Thank you, Astrid. We often do the same when we travel – the kids love their own window seat.
This is something I have researched immensely. Being from the U.S, I have taken advantage of airline miles and points in general and am beginning to only fly business class or above! Although I have never been the luxury type of person, I am becoming that person & quickly, haha.
Excellent! It has hard to go back to Economy after flying Business or First, Ehsanul! I often use points as well – it can be excellent value.
I have never used Seat Guru, great tip. I never thought about looking for better seats on different types of aircraft. Usually I only look at getting to wherever I am going in the quickest least expensive way! Although traveling with a family it is a little different. Sometimes I pay for seat assignments, sometimes not, most airlines will sit families together so I don;t worry about that too much
Thanks, Rob. Airlines seem to be getting better about sitting families together. I used to always pay for seat assignments, but don’t worry about it as much now.

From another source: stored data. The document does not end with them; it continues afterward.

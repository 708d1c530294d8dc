//! Storage error types

use thiserror::Error;

#[derive(Error, Debug)]
pub enum StorageError {
    #[error("SQLite error: {0}")]
    Sqlite(#[from] rusqlite::Error),

    #[error("Migration failed: {0}")]
    Migration(String),
}
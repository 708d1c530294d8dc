//! Session commands
use chrono::{DateTime, Utc};
use serde::{Deserialize, Serialize};

use adminboard_core::{Session, SessionPhase, UserProfile};

use super::CommandResult;
use crate::state::AppState;

/// What the front end may know about the session. Never carries a token.
#[derive(Debug, Serialize, Deserialize)]
pub struct SessionInfo {
    pub phase: SessionPhase,
    pub authenticated: bool,
    pub user: Option<UserProfile>,
    pub authenticated_at: Option<DateTime<Utc>>,
}

impl From<Session> for SessionInfo {
    fn from(session: Session) -> Self {
        Self {
            phase: session.phase(),
            authenticated: session.is_authenticated(),
            user: session.current_user,
            authenticated_at: session.authenticated_at,
        }
    }
}

#[derive(Debug, Serialize, Deserialize)]
pub struct RefreshInfo {
    pub refreshed: bool,
}

pub async fn login(state: &AppState, username: &str, password: &str) -> CommandResult<SessionInfo> {
    let dashboard = state.dashboard();

    match dashboard.login(username, password).await {
        Ok(outcome) if outcome.success => {
            CommandResult::ok(dashboard.session_manager().snapshot().into())
        }
        Ok(outcome) => CommandResult::err(
            outcome
                .message
                .unwrap_or_else(|| "Login failed".to_string()),
        ),
        Err(e) => CommandResult::err(e.to_string()),
    }
}

pub fn logout(state: &AppState) -> CommandResult<SessionInfo> {
    let dashboard = state.dashboard();
    dashboard.logout();
    CommandResult::ok(dashboard.session_manager().snapshot().into())
}

pub fn status(state: &AppState) -> CommandResult<SessionInfo> {
    CommandResult::ok(state.dashboard().session_manager().snapshot().into())
}

pub fn whoami(state: &AppState) -> CommandResult<UserProfile> {
    state.dashboard().current_user().into()
}

/// The new token stays in the store; only the fact of the refresh is reported
pub async fn refresh(state: &AppState) -> CommandResult<RefreshInfo> {
    match state.dashboard().refresh_session().await {
        Ok(_) => CommandResult::ok(RefreshInfo { refreshed: true }),
        Err(e) => CommandResult::err(e.to_string()),
    }
}
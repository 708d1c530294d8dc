//! Session error types

use thiserror::Error;

#[derive(Error, Debug)]
pub enum SessionError {
    #[error("Identity service error: {0}")]
    Api(#[from] adminboard_api::ApiError),

    #[error("Storage error: {0}")]
    Storage(#[from] adminboard_storage::StorageError),

    #[error("No refresh credential stored")]
    MissingRefreshToken,

    #[error("Session already initialized")]
    AlreadyInitialized,

    #[error("Session changed while the request was pending")]
    Superseded,
}
//! Session state and its phases
//!
//! ```text
//! Unresolved ──(no stored token | verify fails)──> Anonymous
//!     │                                              │  ▲
//!     └──────────────(verify ok)──> Authenticated <──┘  │ (login ok)
//!                                        │               │
//!                                        └─(logout | refresh fails)
//! ```

use adminboard_api::UserProfile;
use chrono::{DateTime, Utc};
use serde::{Deserialize, Serialize};

/// Snapshot of who is signed in.
///
/// `current_user` is only ever set while `token` is set.
#[derive(Debug, Clone, PartialEq)]
pub struct Session {
    /// Bearer credential; `None` means unauthenticated
    pub token: Option<String>,
    /// Identity resolved for `token`
    pub current_user: Option<UserProfile>,
    /// True only while the startup verification is pending
    pub is_loading: bool,
    /// When `current_user` was last resolved
    pub authenticated_at: Option<DateTime<Utc>>,
}

impl Session {
    /// State of a freshly started process, before the stored token is checked
    pub fn unresolved() -> Self {
        Self {
            token: None,
            current_user: None,
            is_loading: true,
            authenticated_at: None,
        }
    }

    pub fn phase(&self) -> SessionPhase {
        if self.is_loading {
            SessionPhase::Unresolved
        } else if self.current_user.is_some() {
            SessionPhase::Authenticated
        } else {
            SessionPhase::Anonymous
        }
    }

    pub fn is_authenticated(&self) -> bool {
        self.phase() == SessionPhase::Authenticated
    }

    pub(crate) fn clear(&mut self) {
        self.token = None;
        self.current_user = None;
        self.authenticated_at = None;
    }
}

#[derive(Debug, Clone, Copy, PartialEq, Eq, Serialize, Deserialize)]
#[serde(rename_all = "lowercase")]
pub enum SessionPhase {
    /// Startup verification has not finished
    Unresolved,
    /// Nobody is signed in
    Anonymous,
    /// A verified user is signed in
    Authenticated,
}

impl SessionPhase {
    pub fn can_transition_to(&self, target: SessionPhase) -> bool {
        match (self, target) {
            (SessionPhase::Unresolved, SessionPhase::Anonymous) => true,
            (SessionPhase::Unresolved, SessionPhase::Authenticated) => true,
            (SessionPhase::Anonymous, SessionPhase::Authenticated) => true,
            (SessionPhase::Authenticated, SessionPhase::Anonymous) => true,
            (a, b) if *a == b => true,
            // Nothing returns to Unresolved once startup has settled
            _ => false,
        }
    }

    pub fn as_str(&self) -> &'static str {
        match self {
            SessionPhase::Unresolved => "unresolved",
            SessionPhase::Anonymous => "anonymous",
            SessionPhase::Authenticated => "authenticated",
        }
    }
}

impl std::fmt::Display for SessionPhase {
    fn fmt(&self, f: &mut std::fmt::Formatter<'_>) -> std::fmt::Result {
        write!(f, "{}", self.as_str())
    }
}
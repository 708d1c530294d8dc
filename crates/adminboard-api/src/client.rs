//! Shared HTTP plumbing

use reqwest::{Method, RequestBuilder};
use serde::de::DeserializeOwned;
use serde::Deserialize;
use std::time::Duration;
use url::Url;

use crate::error::ApiError;
use crate::Result;

/// Error body shape used by the service for every non-2xx response
#[derive(Debug, Deserialize)]
struct ErrorBody {
    message: Option<String>,
}

/// A `reqwest::Client` bound to the service's base URL
#[derive(Debug, Clone)]
pub struct ApiClient {
    http: reqwest::Client,
    base_url: Url,
}

impl ApiClient {
    pub fn new(base_url: &str, timeout: Duration) -> Result<Self> {
        let mut base_url =
            Url::parse(base_url).map_err(|e| ApiError::InvalidUrl(format!("{base_url}: {e}")))?;

        if base_url.scheme() != "http" && base_url.scheme() != "https" {
            return Err(ApiError::InvalidUrl(base_url.to_string()));
        }

        // Url::join replaces the last segment unless the base ends with '/'
        if !base_url.path().ends_with('/') {
            let path = format!("{}/", base_url.path());
            base_url.set_path(&path);
        }

        let http = reqwest::Client::builder()
            .timeout(timeout)
            .user_agent(concat!("adminboard/", env!("CARGO_PKG_VERSION")))
            .build()?;

        Ok(Self { http, base_url })
    }

    pub fn endpoint(&self, path: &str) -> Result<Url> {
        self.base_url
            .join(path.trim_start_matches('/'))
            .map_err(|e| ApiError::InvalidUrl(format!("{path}: {e}")))
    }

    pub(crate) fn request(&self, method: Method, path: &str) -> Result<RequestBuilder> {
        Ok(self.http.request(method, self.endpoint(path)?))
    }

    /// Send a request and decode a 2xx JSON body into `T`.
    ///
    /// Any non-2xx status becomes [`ApiError::Status`] carrying the
    /// service's `message` field when the error body has one.
    pub(crate) async fn send<T: DeserializeOwned>(&self, request: RequestBuilder) -> Result<T> {
        let response = request.send().await?;
        let status = response.status();
        let url = response.url().path().to_string();
        let body = response.bytes().await?;

        if !status.is_success() {
            let message = serde_json::from_slice::<ErrorBody>(&body)
                .ok()
                .and_then(|b| b.message);

            tracing::debug!(
                path = %url,
                status = status.as_u16(),
                message = ?message,
                "Request rejected"
            );

            return Err(ApiError::Status {
                status: status.as_u16(),
                message,
            });
        }

        tracing::debug!(path = %url, status = status.as_u16(), "Request succeeded");

        Ok(serde_json::from_slice(&body)?)
    }
}
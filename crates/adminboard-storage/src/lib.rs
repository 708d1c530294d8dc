//! Adminboard Storage Layer
//!
//! SQLite-backed key/value persistence for credentials.
//! Entries survive process restarts; every write is a single statement.

mod database;
mod error;
mod migrations;

pub use database::Database;
pub use error::StorageError;

pub type Result<T> = std::result::Result<T, StorageError>;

Great tip to know about the airplane you’d be flying in. I generally look for a window seat and do not want to be disturbed. 🙂
Thanks, Nisha! Window seats are the best 🙂
Good tips! You are right, the aircraft makes such a difference. My husband loved the new A380 Business Class seats, actually, so do I!
Thanks, Marie! Great to hear that you love the A380 Business Class seats.
Great information. I gather my best advice from my personal TA❤️
Thank you! Nice to have a personal TA. 🙂
Great tips – I think a lot of people don’t think about checking the airplane before they book – it’s a trick I’ve learned on international flights as I usually get stuck with a massive carry on on a tiny prop plane to get from Canberra to Sydney. I always aim to schedule my flights out based on the planes 🙂
Thanks Megan! Excellent plan to schedule your flights based on the plane when one of your options is a tiny prop. 🙂
I’ve never used Seat Guru as I mostly fly standby and fly on whichever seat is available, but I will definitely recommend others look into it. Double checking seat assignments is a great tip too, since most people don’t seem to know that airlines have the right to change your seats!
Thank you, Erika!
Great advice for picking a seat. I mostly try to sit in the back and then on whichever side of the plan has the better view. Flying over the grand canyon is amazing.
Thank you, Jennifer. The Grand Canyon must be incredible from the air.
Great tips here – it always amazes me how many people can miss this step when booking flights. Just a few minutes of extra work can mean the difference between a tattered old recliner seat and lie-flat bliss!